REQUIRED WORK: Return only how many lines in the data include the string "CachePolicy".

[Saved data entries]

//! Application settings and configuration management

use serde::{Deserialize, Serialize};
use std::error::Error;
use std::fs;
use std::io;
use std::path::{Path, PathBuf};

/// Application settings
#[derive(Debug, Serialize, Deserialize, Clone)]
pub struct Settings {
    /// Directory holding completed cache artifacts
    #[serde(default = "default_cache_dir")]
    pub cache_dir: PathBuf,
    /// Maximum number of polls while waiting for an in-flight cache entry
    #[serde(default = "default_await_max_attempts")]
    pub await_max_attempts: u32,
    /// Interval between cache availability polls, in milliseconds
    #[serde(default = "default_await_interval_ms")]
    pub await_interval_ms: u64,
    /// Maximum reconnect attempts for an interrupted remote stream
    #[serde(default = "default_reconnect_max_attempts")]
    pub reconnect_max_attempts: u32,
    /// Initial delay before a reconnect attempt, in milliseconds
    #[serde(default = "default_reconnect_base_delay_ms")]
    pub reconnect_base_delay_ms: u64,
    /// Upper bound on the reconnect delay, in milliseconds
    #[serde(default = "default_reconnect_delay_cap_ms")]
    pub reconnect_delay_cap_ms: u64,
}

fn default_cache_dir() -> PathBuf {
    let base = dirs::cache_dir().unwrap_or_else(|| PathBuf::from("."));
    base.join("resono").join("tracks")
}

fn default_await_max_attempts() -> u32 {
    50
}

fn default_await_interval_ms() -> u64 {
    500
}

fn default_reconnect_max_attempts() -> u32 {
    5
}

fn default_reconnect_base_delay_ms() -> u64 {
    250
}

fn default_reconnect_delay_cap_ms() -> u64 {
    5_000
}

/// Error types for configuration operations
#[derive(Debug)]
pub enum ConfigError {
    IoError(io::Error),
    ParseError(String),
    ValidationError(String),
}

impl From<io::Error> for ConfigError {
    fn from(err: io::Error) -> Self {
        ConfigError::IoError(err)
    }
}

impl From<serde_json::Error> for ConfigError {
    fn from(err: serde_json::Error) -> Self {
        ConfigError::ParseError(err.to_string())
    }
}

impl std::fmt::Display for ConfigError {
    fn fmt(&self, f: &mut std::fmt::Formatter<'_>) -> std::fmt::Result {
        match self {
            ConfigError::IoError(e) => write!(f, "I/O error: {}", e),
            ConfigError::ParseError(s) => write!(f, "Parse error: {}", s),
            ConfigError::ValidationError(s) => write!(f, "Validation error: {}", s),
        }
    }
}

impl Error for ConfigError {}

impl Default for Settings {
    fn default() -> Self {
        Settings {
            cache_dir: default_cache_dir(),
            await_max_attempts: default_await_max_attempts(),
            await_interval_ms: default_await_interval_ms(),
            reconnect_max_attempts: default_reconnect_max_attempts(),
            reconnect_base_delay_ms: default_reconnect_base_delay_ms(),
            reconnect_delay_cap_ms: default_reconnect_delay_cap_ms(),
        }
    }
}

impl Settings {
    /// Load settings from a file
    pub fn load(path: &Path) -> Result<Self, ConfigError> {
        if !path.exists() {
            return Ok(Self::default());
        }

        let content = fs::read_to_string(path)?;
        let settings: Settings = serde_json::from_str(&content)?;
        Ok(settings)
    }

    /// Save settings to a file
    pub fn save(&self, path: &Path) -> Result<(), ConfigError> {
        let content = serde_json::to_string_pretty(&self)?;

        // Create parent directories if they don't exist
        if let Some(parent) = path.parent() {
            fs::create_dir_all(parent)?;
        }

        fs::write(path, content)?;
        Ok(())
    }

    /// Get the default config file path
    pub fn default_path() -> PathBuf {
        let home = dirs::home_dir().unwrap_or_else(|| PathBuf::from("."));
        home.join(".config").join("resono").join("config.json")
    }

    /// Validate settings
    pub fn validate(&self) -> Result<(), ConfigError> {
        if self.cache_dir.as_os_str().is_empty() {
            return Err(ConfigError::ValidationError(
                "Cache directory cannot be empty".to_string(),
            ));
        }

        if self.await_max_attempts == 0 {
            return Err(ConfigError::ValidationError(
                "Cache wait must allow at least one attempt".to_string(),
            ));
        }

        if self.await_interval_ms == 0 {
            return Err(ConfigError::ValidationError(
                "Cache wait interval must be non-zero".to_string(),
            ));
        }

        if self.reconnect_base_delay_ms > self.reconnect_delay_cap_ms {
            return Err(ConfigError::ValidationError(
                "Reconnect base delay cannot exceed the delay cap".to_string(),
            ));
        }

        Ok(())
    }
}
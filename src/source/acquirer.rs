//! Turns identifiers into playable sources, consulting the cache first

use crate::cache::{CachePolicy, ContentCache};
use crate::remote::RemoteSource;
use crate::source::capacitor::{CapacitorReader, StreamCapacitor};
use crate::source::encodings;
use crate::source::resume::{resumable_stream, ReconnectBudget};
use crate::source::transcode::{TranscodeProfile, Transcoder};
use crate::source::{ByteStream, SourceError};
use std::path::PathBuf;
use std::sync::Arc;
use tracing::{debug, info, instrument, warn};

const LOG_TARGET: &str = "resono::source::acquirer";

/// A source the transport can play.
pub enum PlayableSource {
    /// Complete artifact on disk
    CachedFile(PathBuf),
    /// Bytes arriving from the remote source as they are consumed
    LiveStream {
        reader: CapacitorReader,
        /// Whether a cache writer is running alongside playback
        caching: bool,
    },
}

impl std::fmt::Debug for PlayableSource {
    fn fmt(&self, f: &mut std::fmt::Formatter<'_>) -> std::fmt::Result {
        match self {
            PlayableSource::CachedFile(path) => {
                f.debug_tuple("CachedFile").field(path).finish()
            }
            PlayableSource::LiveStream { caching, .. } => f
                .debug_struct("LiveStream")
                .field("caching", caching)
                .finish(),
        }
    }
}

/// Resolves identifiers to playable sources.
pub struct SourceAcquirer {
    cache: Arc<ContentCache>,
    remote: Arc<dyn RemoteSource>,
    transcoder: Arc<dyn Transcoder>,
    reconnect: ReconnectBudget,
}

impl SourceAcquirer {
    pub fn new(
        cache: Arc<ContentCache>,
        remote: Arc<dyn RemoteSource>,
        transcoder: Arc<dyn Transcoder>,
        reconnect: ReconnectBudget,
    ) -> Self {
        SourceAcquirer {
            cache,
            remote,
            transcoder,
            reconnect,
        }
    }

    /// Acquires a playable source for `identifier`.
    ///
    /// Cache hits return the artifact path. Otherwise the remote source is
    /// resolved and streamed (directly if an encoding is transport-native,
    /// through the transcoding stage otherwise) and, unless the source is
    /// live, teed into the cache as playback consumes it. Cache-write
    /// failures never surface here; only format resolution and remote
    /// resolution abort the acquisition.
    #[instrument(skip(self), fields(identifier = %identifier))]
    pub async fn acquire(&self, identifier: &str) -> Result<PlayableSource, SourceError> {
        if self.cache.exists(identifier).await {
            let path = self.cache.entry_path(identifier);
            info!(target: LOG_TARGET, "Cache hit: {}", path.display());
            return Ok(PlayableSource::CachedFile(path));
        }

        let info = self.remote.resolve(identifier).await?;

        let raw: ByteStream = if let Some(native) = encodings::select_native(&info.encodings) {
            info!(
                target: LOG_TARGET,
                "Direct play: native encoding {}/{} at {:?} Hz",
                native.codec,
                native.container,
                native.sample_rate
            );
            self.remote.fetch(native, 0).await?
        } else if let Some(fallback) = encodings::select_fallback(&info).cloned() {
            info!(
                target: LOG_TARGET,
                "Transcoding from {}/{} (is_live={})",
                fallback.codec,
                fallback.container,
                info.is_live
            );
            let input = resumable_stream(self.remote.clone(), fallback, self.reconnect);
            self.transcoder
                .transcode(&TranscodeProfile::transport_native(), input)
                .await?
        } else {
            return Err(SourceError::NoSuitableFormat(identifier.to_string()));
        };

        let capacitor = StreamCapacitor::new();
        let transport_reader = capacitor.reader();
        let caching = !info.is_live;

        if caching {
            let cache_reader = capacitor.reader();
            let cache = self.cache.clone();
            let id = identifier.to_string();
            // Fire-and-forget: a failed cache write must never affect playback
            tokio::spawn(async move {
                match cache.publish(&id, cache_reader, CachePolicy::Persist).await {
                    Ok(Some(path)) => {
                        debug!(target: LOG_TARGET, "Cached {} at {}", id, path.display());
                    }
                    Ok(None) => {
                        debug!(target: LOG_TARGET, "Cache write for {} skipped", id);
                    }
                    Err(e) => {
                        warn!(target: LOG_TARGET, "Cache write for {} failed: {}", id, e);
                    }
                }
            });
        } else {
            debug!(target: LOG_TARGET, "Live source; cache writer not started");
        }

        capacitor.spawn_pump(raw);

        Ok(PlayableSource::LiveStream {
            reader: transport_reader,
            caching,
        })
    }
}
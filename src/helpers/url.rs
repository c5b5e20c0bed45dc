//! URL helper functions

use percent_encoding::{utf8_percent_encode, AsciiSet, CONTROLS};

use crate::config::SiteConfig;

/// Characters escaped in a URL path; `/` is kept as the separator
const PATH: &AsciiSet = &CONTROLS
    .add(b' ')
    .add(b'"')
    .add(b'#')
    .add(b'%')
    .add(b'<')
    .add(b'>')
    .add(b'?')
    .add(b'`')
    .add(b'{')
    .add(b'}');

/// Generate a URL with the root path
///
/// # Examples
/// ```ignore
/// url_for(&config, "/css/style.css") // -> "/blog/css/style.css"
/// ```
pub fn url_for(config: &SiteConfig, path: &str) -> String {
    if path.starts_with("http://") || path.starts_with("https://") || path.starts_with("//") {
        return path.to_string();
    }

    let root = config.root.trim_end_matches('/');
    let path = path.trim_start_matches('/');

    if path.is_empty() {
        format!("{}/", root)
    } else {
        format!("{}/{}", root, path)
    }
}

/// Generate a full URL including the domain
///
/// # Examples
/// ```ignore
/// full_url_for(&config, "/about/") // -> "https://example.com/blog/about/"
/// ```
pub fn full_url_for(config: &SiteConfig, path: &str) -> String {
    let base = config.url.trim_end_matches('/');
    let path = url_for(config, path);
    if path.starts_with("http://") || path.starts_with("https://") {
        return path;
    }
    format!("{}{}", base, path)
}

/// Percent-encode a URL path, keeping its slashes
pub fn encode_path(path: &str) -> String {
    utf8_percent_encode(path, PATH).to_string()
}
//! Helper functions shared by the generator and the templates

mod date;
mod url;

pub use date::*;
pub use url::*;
* * *
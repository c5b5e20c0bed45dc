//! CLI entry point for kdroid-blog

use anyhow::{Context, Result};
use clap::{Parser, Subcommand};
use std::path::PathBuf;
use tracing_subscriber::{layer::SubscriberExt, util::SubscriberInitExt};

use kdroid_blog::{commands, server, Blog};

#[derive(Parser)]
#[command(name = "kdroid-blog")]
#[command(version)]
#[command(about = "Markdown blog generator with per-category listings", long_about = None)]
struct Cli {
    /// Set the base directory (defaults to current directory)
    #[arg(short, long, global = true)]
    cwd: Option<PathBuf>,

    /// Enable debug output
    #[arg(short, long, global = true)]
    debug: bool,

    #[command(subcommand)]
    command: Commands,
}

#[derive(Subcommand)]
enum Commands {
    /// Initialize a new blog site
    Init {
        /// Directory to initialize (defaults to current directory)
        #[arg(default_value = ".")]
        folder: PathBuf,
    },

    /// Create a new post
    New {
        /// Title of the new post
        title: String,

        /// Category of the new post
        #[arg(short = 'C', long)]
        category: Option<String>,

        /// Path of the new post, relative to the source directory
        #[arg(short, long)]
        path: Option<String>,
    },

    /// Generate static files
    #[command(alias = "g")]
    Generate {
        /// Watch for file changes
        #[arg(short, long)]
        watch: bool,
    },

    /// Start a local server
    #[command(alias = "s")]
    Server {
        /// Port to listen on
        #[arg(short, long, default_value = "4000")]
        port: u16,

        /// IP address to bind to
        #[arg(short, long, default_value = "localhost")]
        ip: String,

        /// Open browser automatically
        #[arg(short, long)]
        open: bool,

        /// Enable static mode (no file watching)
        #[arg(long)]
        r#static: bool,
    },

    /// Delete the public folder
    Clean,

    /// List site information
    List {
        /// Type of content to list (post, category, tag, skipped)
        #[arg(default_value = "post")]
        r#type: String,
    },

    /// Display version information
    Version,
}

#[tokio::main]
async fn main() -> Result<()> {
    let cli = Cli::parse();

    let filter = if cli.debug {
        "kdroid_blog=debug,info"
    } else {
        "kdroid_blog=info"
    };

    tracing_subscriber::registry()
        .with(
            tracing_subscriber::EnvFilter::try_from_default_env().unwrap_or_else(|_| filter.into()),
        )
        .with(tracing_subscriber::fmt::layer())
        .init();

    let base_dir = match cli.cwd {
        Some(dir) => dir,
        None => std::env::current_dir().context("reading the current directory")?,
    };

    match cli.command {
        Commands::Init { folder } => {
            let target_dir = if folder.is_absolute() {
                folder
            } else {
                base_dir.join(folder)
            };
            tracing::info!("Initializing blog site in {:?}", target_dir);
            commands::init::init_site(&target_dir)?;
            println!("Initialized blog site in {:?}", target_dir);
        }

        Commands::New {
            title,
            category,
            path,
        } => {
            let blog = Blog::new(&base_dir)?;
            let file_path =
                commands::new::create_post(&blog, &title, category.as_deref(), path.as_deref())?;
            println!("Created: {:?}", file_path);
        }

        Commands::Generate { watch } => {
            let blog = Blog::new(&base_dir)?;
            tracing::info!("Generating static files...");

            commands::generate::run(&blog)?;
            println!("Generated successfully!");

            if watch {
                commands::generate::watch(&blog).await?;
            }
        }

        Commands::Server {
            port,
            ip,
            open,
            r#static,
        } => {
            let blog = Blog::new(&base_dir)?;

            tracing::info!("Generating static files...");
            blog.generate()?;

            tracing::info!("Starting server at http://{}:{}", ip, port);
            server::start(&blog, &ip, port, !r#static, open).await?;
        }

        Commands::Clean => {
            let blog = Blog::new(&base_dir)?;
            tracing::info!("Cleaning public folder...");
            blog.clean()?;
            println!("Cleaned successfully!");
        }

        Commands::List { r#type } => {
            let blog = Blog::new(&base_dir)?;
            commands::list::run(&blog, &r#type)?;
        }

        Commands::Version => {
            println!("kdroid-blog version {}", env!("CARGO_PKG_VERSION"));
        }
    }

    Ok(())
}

ANSWER SECTION: 2